Vivir hipnotizado frente a una misma pantalla de TV durante 85 episodios sería un drama, siempre y cuando ese drama no lleve por nombre MAD MEN. Un nombre nada engañoso, al contrario que el mundo que toca. Que no es otro que este donde vivimos, enmarcado en la magnífica metáfora de la publicidad durante los orígenes de este mundo moderno creado por los Estados Unidos de América a mitad de los ’60.

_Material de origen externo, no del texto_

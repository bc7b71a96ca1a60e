//! Axum route handler for the AI gateway endpoint.

use axum::{
    extract::State,
    response::sse::{Event, Sse},
    response::{IntoResponse, Response},
    Json,
};
use futures::{stream, Stream, StreamExt};
use serde::Serialize;
use std::future;
use tracing::info;

use super::analysis;
use super::assembler;
use super::transcode::{delta_payload, StreamTranscoder};
use super::upstream;
use super::{Action, AiRequest};
use crate::auth::Principal;
use crate::errors::AppError;
use crate::state::AppState;

/// Body shape for the plain-text actions (enhance, cover-letter).
#[derive(Debug, Serialize)]
pub struct ContentResponse {
    pub content: String,
}

/// POST /api/v1/ai
///
/// The gateway endpoint. Authentication happens in the `Principal`
/// extractor; a request that reaches this body has a valid caller. The
/// credit debit runs before any upstream dispatch, so denied debits never
/// consume upstream quota.
pub async fn handle_ai(
    State(state): State<AppState>,
    principal: Principal,
    Json(request): Json<AiRequest>,
) -> Result<Response, AppError> {
    state.ledger.charge(principal.user_id).await?;

    let action = request.action;
    info!(
        user = %principal.user_id,
        email = ?principal.email,
        ?action,
        "gateway request"
    );

    if !state.upstream.is_configured() {
        return Ok(mock_response(action));
    }

    let upstream_request = assembler::assemble(
        action,
        request.resume_data.as_ref(),
        request.job_data.as_ref(),
        &request.messages,
    );

    if action.is_streaming() {
        let bytes = state.upstream.stream_generate(&upstream_request).await?;
        return Ok(sse_from_upstream(bytes).into_response());
    }

    let text = state.upstream.generate(&upstream_request).await?;

    match action {
        Action::Analyze => Ok(Json(analysis::parse_analysis(&text)).into_response()),
        _ => Ok(Json(ContentResponse { content: text }).into_response()),
    }
}

/// Couples the upstream byte stream 1:1 to the outgoing SSE stream. The
/// loop is pull-driven: each client-side poll reads at most one upstream
/// chunk, and dropping the response (client disconnect) drops the upstream
/// body, closing the connection. A mid-stream read error aborts the outgoing
/// stream rather than emitting partial output.
fn sse_from_upstream(
    bytes: impl Stream<Item = reqwest::Result<bytes::Bytes>> + Send + 'static,
) -> Sse<impl Stream<Item = Result<Event, axum::Error>>> {
    let events = bytes
        .scan(StreamTranscoder::new(), |transcoder, read| {
            let out: Vec<Result<Event, axum::Error>> = match read {
                Ok(chunk) => transcoder
                    .push_chunk(&chunk)
                    .into_iter()
                    .map(|text| Ok(Event::default().data(delta_payload(&text))))
                    .collect(),
                Err(e) => vec![Err(axum::Error::new(e))],
            };
            future::ready(Some(stream::iter(out)))
        })
        .flatten();

    Sse::new(events)
}

/// Availability fallback when no upstream credential is configured: every
/// action still answers with its contract shape, clearly labeled as mock.
fn mock_response(action: Action) -> Response {
    match action {
        Action::Chat => {
            let events = stream::iter([Ok::<_, axum::Error>(
                Event::default().data(delta_payload(upstream::MOCK_NOTICE)),
            )]);
            Sse::new(events).into_response()
        }
        Action::Analyze => Json(upstream::mock_analysis()).into_response(),
        _ => Json(ContentResponse {
            content: upstream::mock_text(action),
        })
        .into_response(),
    }
}

#[cfg(test)]
mod tests {
    use super::*;
    use http_body_util::BodyExt;

    fn chunk(s: &'static str) -> reqwest::Result<bytes::Bytes> {
        Ok(bytes::Bytes::from_static(s.as_bytes()))
    }

    async fn collect_sse(reads: Vec<reqwest::Result<bytes::Bytes>>) -> String {
        let response = sse_from_upstream(stream::iter(reads)).into_response();
        let body = response.into_body().collect().await.unwrap().to_bytes();
        String::from_utf8(body.to_vec()).unwrap()
    }

    #[test]
    fn test_content_response_wraps_text_verbatim() {
        let body = serde_json::to_string(&ContentResponse {
            content: "foo".to_string(),
        })
        .unwrap();
        assert_eq!(body, r#"{"content":"foo"}"#);
    }

    #[tokio::test]
    async fn test_sse_framing_and_ordering() {
        let body = collect_sse(vec![
            chunk("[\n"),
            chunk("{\"candidates\":[{\"content\":{\"parts\":[{\"text\":\"One \"}]}}]},\n"),
            chunk("{\"candidates\":[{\"content\":{\"parts\":[{\"text\":\"two\"}]}}]}\n"),
            chunk("]\n"),
        ])
        .await;

        assert_eq!(
            body,
            "data: {\"choices\":[{\"delta\":{\"content\":\"One \"}}]}\n\n\
             data: {\"choices\":[{\"delta\":{\"content\":\"two\"}}]}\n\n"
        );
    }

    #[tokio::test]
    async fn test_sse_response_content_type() {
        let response = sse_from_upstream(stream::iter(vec![chunk("[\n"), chunk("]\n")]))
            .into_response();
        assert_eq!(
            response.headers()["content-type"].to_str().unwrap(),
            "text/event-stream"
        );
    }

    #[tokio::test]
    async fn test_mock_chat_is_a_well_formed_sse_stream() {
        let response = mock_response(Action::Chat);
        assert_eq!(
            response.headers()["content-type"].to_str().unwrap(),
            "text/event-stream"
        );
        let body = response.into_body().collect().await.unwrap().to_bytes();
        let body = String::from_utf8(body.to_vec()).unwrap();
        assert!(body.starts_with("data: {\"choices\":[{\"delta\":{\"content\":"));
        assert!(body.contains("[mock response]"));
        assert!(body.ends_with("\n\n"));
    }
}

En MAD MEN hay hombres entregados a causas vitales que van más allá de las patrias superficiales, mujeres que desafían al vértigo después de quitarse los tacones y, sobre todo, niños que se hacen adultos a base de cucharadas soperas de desengaños y pérdidas masivas de referentes. En MAD MEN no vive nadie, más bien sobreviven a ese terrible spot donde nos han enseñado cómo tiene que ser la vida.

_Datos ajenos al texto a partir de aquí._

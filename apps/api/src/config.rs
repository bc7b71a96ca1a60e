use anyhow::{Context, Result};

/// Application configuration loaded from environment variables.
/// Startup fails if required variables are missing.
#[derive(Debug, Clone)]
pub struct Config {
    /// HS256 secret used to verify client bearer tokens.
    pub jwt_secret: String,
    /// Base URL of the credit-ledger debit RPC. Unset skips metering (dev mode).
    pub credit_ledger_url: Option<String>,
    /// Upstream API key. Unset degrades every call to a labeled mock response.
    pub gemini_api_key: Option<String>,
    /// Base URL of the generative-language API.
    pub gemini_base_url: String,
    /// Upstream request timeout in seconds.
    pub upstream_timeout_secs: u64,
    pub port: u16,
    pub rust_log: String,
}

impl Config {
    pub fn from_env() -> Result<Self> {
        dotenvy::dotenv().ok(); // load .env if present; ignore if missing

        Ok(Config {
            jwt_secret: require_env("JWT_SECRET")?,
            credit_ledger_url: optional_env("CREDIT_LEDGER_URL"),
            gemini_api_key: optional_env("GEMINI_API_KEY"),
            gemini_base_url: std::env::var("GEMINI_BASE_URL").unwrap_or_else(|_| {
                "https://generativelanguage.googleapis.com/v1beta".to_string()
            }),
            upstream_timeout_secs: std::env::var("UPSTREAM_TIMEOUT_SECS")
                .unwrap_or_else(|_| "120".to_string())
                .parse::<u64>()
                .context("UPSTREAM_TIMEOUT_SECS must be a number of seconds")?,
            port: std::env::var("PORT")
                .unwrap_or_else(|_| "8080".to_string())
                .parse::<u16>()
                .context("PORT must be a valid port number")?,
            rust_log: std::env::var("RUST_LOG").unwrap_or_else(|_| "info".to_string()),
        })
    }
}

fn require_env(key: &str) -> Result<String> {
    std::env::var(key).with_context(|| format!("Required environment variable '{key}' is not set"))
}

/// Returns `None` for unset or empty variables.
fn optional_env(key: &str) -> Option<String> {
    std::env::var(key).ok().filter(|v| !v.trim().is_empty())
}
use axum::Json;
use serde_json::{json, Value};

/// GET /health
/// Returns a simple status object with service version.
pub async fn health_handler() -> Json<Value> {
    Json(json!({
        "status": "ok",
        "version": env!("CARGO_PKG_VERSION"),
        "service": "careerforge-gateway"
    }))
}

La caída libre al vacío y en picado de quien asoma la cabeza y los dos pies para alcanzar la penúltima calada al cigarrillo de la ambición, el penúltimo trago de poder, el penúltimo suspiro del placer. La creatividad o la vida. La ficción o el infierno de Dante. La dura existencia o la mentira perpetua. Quien lo probó, lo sabe.